Modern HTTP/2 and HTTP/3 multiplex requests cheaply, which has reduced the payoff of inlining compared to the old HTTP/1.1 days. Inline deliberately, for specific small assets — not as a blanket strategy.


Generating and Decoding Data URIs

To create a data URI, encode the file to Base64 and wrap it in the data:<mime>;base64, prefix. The data URI generator does this in one step and picks the correct MIME type for you.

To read a data URI back into a file, strip everything up to and including the comma, then Base64-decode the remainder. The Base64 to image tool previews the result, and Base64 to file recovers any file type. Everything runs in your browser, so sensitive assets never leave your machine.


FAQ

What is a Base64 data URI?

A data URI is a string that embeds a file's contents directly in HTML or CSS using the data: scheme. When the file is binary (like a PNG), it is Base64-encoded and prefixed with data:<mime-type>;base64,. The browser decodes it inline, so no separate network request is needed.

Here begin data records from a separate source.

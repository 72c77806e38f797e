//! One-shot timer abstraction.
//!
//! A [`SequenceRevealer`](crate::SequenceRevealer) never sleeps on its own. It
//! hands a [`Task`] to a [`Scheduler`] together with a delay, keeps the returned
//! handle, and cancels it when stopped or re-armed. The landing page plugs in
//! browser `setTimeout`, tests plug in [`ManualClock`](crate::ManualClock).

use std::time::Duration;

/// Deferred callback. Runs at most once, on the scheduler's thread.
pub type Task = Box<dyn FnOnce()>;

/// Single-threaded one-shot timer.
///
/// Implementations must never run a task synchronously from inside
/// [`schedule`](Self::schedule); the revealer arms its next timer while it
/// still holds its own state.
pub trait Scheduler {
    /// Token identifying a scheduled task.
    type Handle;

    /// Run `task` once after `delay`.
    fn schedule(&self, delay: Duration, task: Task) -> Self::Handle;

    /// Drop a task that has not run yet. Cancelling a task that already ran
    /// must be harmless.
    fn cancel(&self, handle: Self::Handle);
}
use std::path::PathBuf;

use thiserror::Error;

/// Errors surfaced by the revealer and by deck loading.
#[derive(Debug, Error)]
pub enum RevealError {
    /// A delay was zero or negative.
    #[error("invalid configuration: {field} must be a positive number of milliseconds, got {value}")]
    InvalidConfiguration { field: &'static str, value: i64 },

    /// A deck without entries was asked to play.
    #[error("scenario sequence is empty")]
    EmptySequence,

    #[error("failed to read deck {}: {source}", path.display())]
    Io {
        path: PathBuf,
        #[source]
        source: std::io::Error,
    },

    #[error("failed to parse TOML deck: {0}")]
    Toml(#[from] toml::de::Error),

    #[error("failed to parse JSON deck: {0}")]
    Json(#[from] serde_json::Error),

    #[error("unsupported deck format '{0}' (expected .toml or .json)")]
    UnsupportedFormat(String),

    #[error("unknown built-in deck '{0}'")]
    UnknownDeck(String),
}

pub type Result<T> = std::result::Result<T, RevealError>;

Do data URIs make a page faster?

They can, for small critical assets, by removing an HTTP request. But they add ~33% to the asset's size and cannot be cached independently, so inlining large or widely reused files usually makes pages slower overall.

Should I Base64-encode SVG for a data URI?

Usually no. SVG is text, so URL-encoding keeps it smaller and human-readable. Reserve Base64 for truly binary formats like PNG, JPEG, and WOFF2 fonts.

What is the maximum size for a data URI?

There is no hard spec limit, but browsers historically capped data URIs (older IE limited them to 32 KB). Practically, keep them small — a few kilobytes — because large inlined assets bloat your HTML/CSS and hurt caching and paint times.

How do I convert an image to a data URI?

Encode the image to Base64 and prepend data:image/png;base64, (matching the real MIME type). The data URI generator and Base64 Decode do this in the browser, with no upload to a server.

Why is my data URI image not showing?

The usual culprits are a wrong MIME type, a missing ;base64 flag, stray whitespace or line breaks inside the string, or truncated Base64. Re-encode the file cleanly and confirm the prefix matches the actual format.